The distributor has retained the services of Willard Bishop Consulting, Barrington, Ill., to measure cost and productivity issues associated with distribution decisions.

Bill Bishop, president of the consulting firm, also attended the trade show and presented an overview of activity-based costing principles and how the process is affecting the industry.

Applying this method of analysis to "hard-to-manage" nonfood categories will be particularly important for Millbrook in convincing its retailers, even those supermarkets with self- distributing warehouses, that it can supply certain categories more efficiently and at a lower cost.

"As activity-based costing moves along its continuum of analysis, many retailers will realize the right way to do these product categories will be to outsource them to people that can do them more efficiently," said Sigel. "ABC is giving us the ability to unbundle each and every action that takes place in the distribution channel," he added.

He concedes Millbrook doesn't expect to be an outsource for all nonfood categories, especially for products that have high turns.

"There are some retailers out there that have sufficient size and scope, in health and beauty care in particular, with everyday low pricing, that might have their own warehouse facilities and may be able to buy a number of items in top HBC or fast-moving general merchandise more efficiently than we can," he said.

But many retailers aren't applying activity-based costing and, therefore, they don't realize the true costs of products and categories they merchandise, he emphasized.

"Retailers are applying one general cost for handling all the thousands of products they sell across the board," said Sigel, who pointed out that handling costs are much higher for items with low-unit volume, low-unit value and wide variety, and those that tend to be impulse driven. Sigel said Millbrook has the ability to add more value in such difficult-to-handle nonfood categories by driving retailers' distribution costs down and delivering products efficiently and on time. "The critical issue of the future will be low capital investment, and making sure your inventory in store turns quickly," said Sigel. About 80% of the 38,000 items Millbrook represents sell on an average of about one piece per week, Sigel said. The distributor has the capability to ship in minimum order quantities and in many cases will ship just one piece.

"We are competing with people that ship in full cases. We think we have the advantage to free up capital inventory with less than full-case quantities," Sigel said.

Through its Retail Solutions division, Millbrook will concentrate on becoming an outsource of store merchandising services.

Sigel pointed out that the application of category management and movement to micromarketing has resulted in many planogram changes at retail. This has fostered the need for more outsourced labor to perform more in-store services such as major category resets.

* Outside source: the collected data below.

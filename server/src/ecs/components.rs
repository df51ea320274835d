//
// Copyright 2025-2026 Hans W. Uhlig. All Rights Reserved.
//
// Licensed under the Apache License, Version 2.0 (the "License");
// you may not use this file except in compliance with the License.
// You may obtain a copy of the License at
//
//      http://www.apache.org/licenses/LICENSE-2.0
//
// Unless required by applicable law or agreed to in writing, software
// distributed under the License is distributed on an "AS IS" BASIS,
// WITHOUT WARRANTIES OR CONDITIONS OF ANY KIND, either express or implied.
// See the License for the specific language governing permissions and
// limitations under the License.
//

//! Components attached to world entities

mod companion;
mod inventory;
mod spatial;
mod vitals;
mod world;

pub use companion::*;
pub use inventory::*;
pub use spatial::*;
pub use vitals::*;
pub use world::*;
//! Lifecycle Orchestrator
//!
//! Drives one instrumented test run end to end:
//! - validate the configuration
//! - remove an AVD left behind by an earlier run, then create a fresh one
//! - launch the emulator and wait for it to boot
//! - run the test task against it
//! - shut the emulator down and delete the AVD, whatever happened before

use std::path::PathBuf;
use std::sync::Arc;
use std::time::Duration;

use parking_lot::RwLock;
use tokio::time::Instant;
use tokio_util::sync::CancellationToken;
use tracing::{debug, error, info, warn};

use instrumented_tests_build_engine::{GradleBuild, TestReport, TestTask, TestTaskRunner};
use instrumented_tests_emulator_bridge::adb::EMU_KILL;
use instrumented_tests_emulator_bridge::{
    AdbClient, AvdManager, BootDeadline, BootProbe, BootState, DeviceControl,
    DeviceProcess, DeviceSerial, DeviceSpec, DeviceSupervisor, EmulatorLauncher, ImageRegistry,
};

use crate::{
    config::RunConfig,
    error::{LifecycleError, Result},
    events::{Event, EventBus},
};

/// Lines of emulator output echoed to the log when boot fails
const DIAGNOSTIC_TAIL: usize = 50;

/// How often teardown checks whether the emulator has exited
const EXIT_POLL_INTERVAL: Duration = Duration::from_millis(500);

/// Lifecycle state of a run
#[derive(Debug, Clone, Copy, PartialEq, Eq)]
pub enum LifecycleState {
    Init,
    Validating,
    CleaningStale,
    Creating,
    Starting,
    WaitingBoot,
    Testing,
    Stopping,
    Done { success: bool },
}

/// The external tools a run talks to
pub struct Toolchain {
    pub registry: Box<dyn ImageRegistry>,
    pub supervisor: Box<dyn DeviceSupervisor>,
    pub control: Box<dyn DeviceControl>,
    pub probe: Box<dyn BootProbe>,
    pub runner: Box<dyn TestTaskRunner>,
}

impl Toolchain {
    /// Real Android SDK tools rooted at `sdk_path`
    pub fn android(sdk_path: PathBuf, java_home: Option<PathBuf>) -> Self {
        let mut gradle = GradleBuild::new().with_android_home(sdk_path.clone());
        if let Some(java_home) = java_home {
            gradle = gradle.with_java_home(java_home);
        }

        Self {
            registry: Box::new(AvdManager::new(sdk_path.clone())),
            supervisor: Box::new(EmulatorLauncher::new(sdk_path.clone())),
            control: Box::new(AdbClient::new(sdk_path.clone())),
            probe: Box::new(AdbClient::new(sdk_path)),
            runner: Box::new(gradle),
        }
    }
}

/// Outcome of a run
#[derive(Debug)]
pub struct LifecycleResult {
    pub success: bool,
    /// First fatal failure, if any
    pub failure: Option<LifecycleError>,
    /// Emulator output, captured when the device failed to boot
    pub device_output: Option<Vec<String>>,
    /// Test task report, when the task ran
    pub report: Option<TestReport>,
}

impl LifecycleResult {
    fn passed(report: TestReport) -> Self {
        Self {
            success: true,
            failure: None,
            device_output: None,
            report: Some(report),
        }
    }

    fn failed(failure: LifecycleError) -> Self {
        Self {
            success: false,
            failure: Some(failure),
            device_output: None,
            report: None,
        }
    }

    fn with_device_output(mut self, output: Option<Vec<String>>) -> Self {
        self.device_output = output;
        self
    }

    fn with_report(mut self, report: TestReport) -> Self {
        self.report = Some(report);
        self
    }

    /// Record a failure; an earlier failure always wins
    fn fail(&mut self, failure: LifecycleError) {
        match self.failure {
            Some(ref first) => warn!("Ignoring '{}' after earlier failure '{}'", failure, first),
            None => {
                self.success = false;
                self.failure = Some(failure);
            }
        }
    }

    /// The test report on success, the first failure otherwise
    pub fn into_result(self) -> Result<TestReport> {
        match self.failure {
            Some(failure) => Err(failure),
            None => Ok(self.report.unwrap_or_default()),
        }
    }
}

/// Orchestrates one emulator lifecycle
pub struct Orchestrator {
    config: RunConfig,
    tools: Toolchain,
    state: RwLock<LifecycleState>,
    event_bus: Arc<EventBus>,
    cancel: CancellationToken,
}

impl Orchestrator {
    /// Create an orchestrator; a random console port is assigned if none is set
    pub fn new(mut config: RunConfig, tools: Toolchain) -> Self {
        config.assign_port();

        Self {
            config,
            tools,
            state: RwLock::new(LifecycleState::Init),
            event_bus: Arc::new(EventBus::new()),
            cancel: CancellationToken::new(),
        }
    }

    /// Use an externally owned cancellation token
    pub fn with_cancellation(mut self, cancel: CancellationToken) -> Self {
        self.cancel = cancel;
        self
    }

    /// Get current lifecycle state
    pub fn state(&self) -> LifecycleState {
        *self.state.read()
    }

    fn set_state(&self, state: LifecycleState) {
        let mut current = self.state.write();
        debug!("State transition: {:?} -> {:?}", *current, state);
        *current = state;

        self.event_bus.emit(Event::StateChanged(state));
    }

    /// Get the event bus for subscribing to events
    pub fn event_bus(&self) -> Arc<EventBus> {
        Arc::clone(&self.event_bus)
    }

    /// Token that aborts the boot wait or test task; teardown still runs
    pub fn cancellation_token(&self) -> CancellationToken {
        self.cancel.clone()
    }

    pub fn config(&self) -> &RunConfig {
        &self.config
    }

    /// Run the whole lifecycle. Teardown has completed by the time this returns.
    pub async fn run(&self) -> LifecycleResult {
        let result = self.run_stages().await;
        self.set_state(LifecycleState::Done { success: result.success });

        match result.failure {
            Some(ref failure) => error!("Instrumented test run failed: {}", failure),
            None => info!("Instrumented test run succeeded"),
        }
        result
    }

    async fn run_stages(&self) -> LifecycleResult {
        self.set_state(LifecycleState::Validating);
        let (spec, task) = match self.validate() {
            Ok(validated) => validated,
            Err(e) => return LifecycleResult::failed(e),
        };

        self.set_state(LifecycleState::CleaningStale);
        match self.remove_image(&spec.name).await {
            Ok(true) => {
                info!("Deleted leftover AVD {}", spec.name);
                self.event_bus.emit(Event::StaleImageDeleted { name: spec.name.clone() });
            }
            Ok(false) => {}
            Err(e) => {
                self.set_state(LifecycleState::Stopping);
                return LifecycleResult::failed(e);
            }
        }

        self.set_state(LifecycleState::Creating);
        info!("Creating AVD...");
        if let Err(e) = self.tools.registry.create(&spec).await {
            let failure = LifecycleError::from_create(&spec.name, e);
            self.set_state(LifecycleState::Stopping);
            self.discard_image(&spec.name).await;
            return LifecycleResult::failed(failure);
        }
        self.event_bus.emit(Event::ImageCreated { name: spec.name.clone() });

        self.set_state(LifecycleState::Starting);
        info!("Starting AVD...");
        let mut process = match self.tools.supervisor.start(&spec).await {
            Ok(process) => process,
            Err(e) => {
                self.set_state(LifecycleState::Stopping);
                self.discard_image(&spec.name).await;
                return LifecycleResult::failed(e.into());
            }
        };
        self.event_bus.emit(Event::EmulatorStarted { serial: spec.serial().to_string() });

        let mut result = self.supervise(&spec, &task, process.as_mut()).await;

        // Teardown runs on every path that got a process
        self.set_state(LifecycleState::Stopping);
        self.stop_device(&spec.serial(), process.as_mut()).await;
        match self.remove_image(&spec.name).await {
            Ok(true) => {
                info!("Deleted AVD {}", spec.name);
                self.event_bus.emit(Event::ImageDeleted { name: spec.name.clone() });
            }
            Ok(false) => warn!("AVD {} was already gone at teardown", spec.name),
            Err(e) => result.fail(e),
        }
        process.close();

        result
    }

    fn validate(&self) -> Result<(DeviceSpec, TestTask)> {
        self.config.validate()?;
        Ok((self.config.device_spec()?, self.config.test_task()?))
    }

    /// Boot wait and test task; everything that needs a running device
    async fn supervise(
        &self,
        spec: &DeviceSpec,
        task: &TestTask,
        process: &mut dyn DeviceProcess,
    ) -> LifecycleResult {
        let serial = spec.serial();
        let timeout = self.config.emulator.boot_timeout();

        self.set_state(LifecycleState::WaitingBoot);
        let deadline = BootDeadline::after(timeout);
        let boot = self
            .config
            .emulator
            .boot_poller()
            .wait(self.tools.probe.as_ref(), &serial, process, deadline, &self.cancel)
            .await;

        let failure = match boot {
            Ok(BootState::Booted) => None,
            Ok(BootState::ProcessDied(status)) => Some(LifecycleError::EmulatorCrashed(status)),
            Ok(BootState::TimedOut) => Some(LifecycleError::BootTimeout(timeout)),
            // the poller only returns terminal states
            Ok(BootState::Cancelled) | Ok(BootState::Waiting) => Some(LifecycleError::Cancelled),
            Err(e) => Some(e.into()),
        };

        if let Some(failure) = failure {
            let output = if failure.is_device_failure() {
                Some(self.capture_output(process).await)
            } else {
                None
            };
            return LifecycleResult::failed(failure).with_device_output(output);
        }

        info!("Emulator Booted!");
        self.event_bus.emit(Event::EmulatorBooted { serial: serial.to_string() });

        if let Some(reported) = process.reported_port() {
            if reported != spec.port {
                warn!(
                    "Emulator reported console port {} but {} was requested; still addressing {}",
                    reported, spec.port, serial
                );
            }
        }

        self.set_state(LifecycleState::Testing);
        let outcome = tokio::select! {
            outcome = self.tools.runner.execute(task, &serial) => outcome,
            _ = self.cancel.cancelled() => {
                warn!("Cancelled while running {}", task.name);
                return LifecycleResult::failed(LifecycleError::Cancelled);
            }
        };

        match outcome {
            Ok(report) => {
                self.event_bus.emit(Event::TestTaskFinished { success: report.success });
                if report.success {
                    LifecycleResult::passed(report)
                } else {
                    let failure = LifecycleError::TestTaskFailed {
                        task: task.name.clone(),
                        exit_code: report.exit_code,
                    };
                    LifecycleResult::failed(failure).with_report(report)
                }
            }
            Err(e) => LifecycleResult::failed(e.into()),
        }
    }

    /// Drain emulator output for diagnostics, echoing the tail to the log
    async fn capture_output(&self, process: &mut dyn DeviceProcess) -> Vec<String> {
        let lines = process.drain_output().await;

        if !lines.is_empty() {
            error!("Last emulator output:");
            for line in &lines[lines.len().saturating_sub(DIAGNOSTIC_TAIL)..] {
                error!("  {}", line);
            }
        }
        lines
    }

    /// Graceful `emu kill`, falling back to killing the process
    async fn stop_device(&self, serial: &DeviceSerial, process: &mut dyn DeviceProcess) {
        info!("Shutting down emulator {}...", serial);

        let stopped = match self.tools.control.trigger(serial, EMU_KILL).await {
            Ok(()) => self.wait_for_exit(serial, process).await,
            Err(e) => {
                warn!("Graceful shutdown of {} failed: {}", serial, e);
                false
            }
        };

        if stopped {
            self.event_bus.emit(Event::EmulatorStopped { serial: serial.to_string() });
            return;
        }

        match process.kill().await {
            Ok(()) => {
                warn!("Killed emulator {}", serial);
                self.event_bus.emit(Event::EmulatorKilled { serial: serial.to_string() });
            }
            Err(e) => error!("Failed to kill emulator {}: {}", serial, e),
        }
    }

    async fn wait_for_exit(&self, serial: &DeviceSerial, process: &mut dyn DeviceProcess) -> bool {
        let grace = self.config.emulator.shutdown_grace();
        let deadline = Instant::now() + grace;

        loop {
            if !process.status().is_alive() {
                return true;
            }
            if Instant::now() >= deadline {
                warn!("Emulator {} still running {}s after emu kill", serial, grace.as_secs());
                return false;
            }
            tokio::time::sleep(EXIT_POLL_INTERVAL).await;
        }
    }

    /// Delete the AVD if it exists. `Ok(true)` when one was deleted.
    async fn remove_image(&self, name: &str) -> Result<bool> {
        let existing = self.tools.registry.list().await.map_err(LifecycleError::from_list)?;

        if !existing.contains(name) {
            debug!("No AVD named {}", name);
            return Ok(false);
        }

        self.tools.registry.delete(name).await.map_err(LifecycleError::from_delete)?;
        Ok(true)
    }

    /// Best-effort removal of a possibly partial AVD after a failed start
    async fn discard_image(&self, name: &str) {
        if let Err(e) = self.remove_image(name).await {
            warn!("Could not remove AVD {}: {}", name, e);
        }
    }
}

As a result, many new third-party service merchandising organizations have emerged in a growing and competitive field.

The high cost of labor and its supply are consistent problems that are given high priority among issues faced by supermarket operators, said Sigel. Manufacturers have also come to realize the high costs associated with the store coverage that retailers are asking them to provide, he added. "Manufacturers are very concerned about transferring the whole role of in-store service. They can probably get critical mass or more efficiencies in having an organization or third-party represent them," said Sigel. He believes Millbrook is ideally positioned to provide such services.

"We have existing relationships with manufacturers and core merchandising competencies. We look to re-engineer ourselves and expand upon what we are doing," said Sigel.. The ability to have national coverage among the many regional players vying for third-party business is viewed as key to Millbrook's success in this area, said Sigel. The company has over 800 field organization people in the United States. "The critical success factor for somebody to do it right, and for manufacturers not to have to manage a number of these groups all over the country, is to have the ability to sell on a national basis," he added.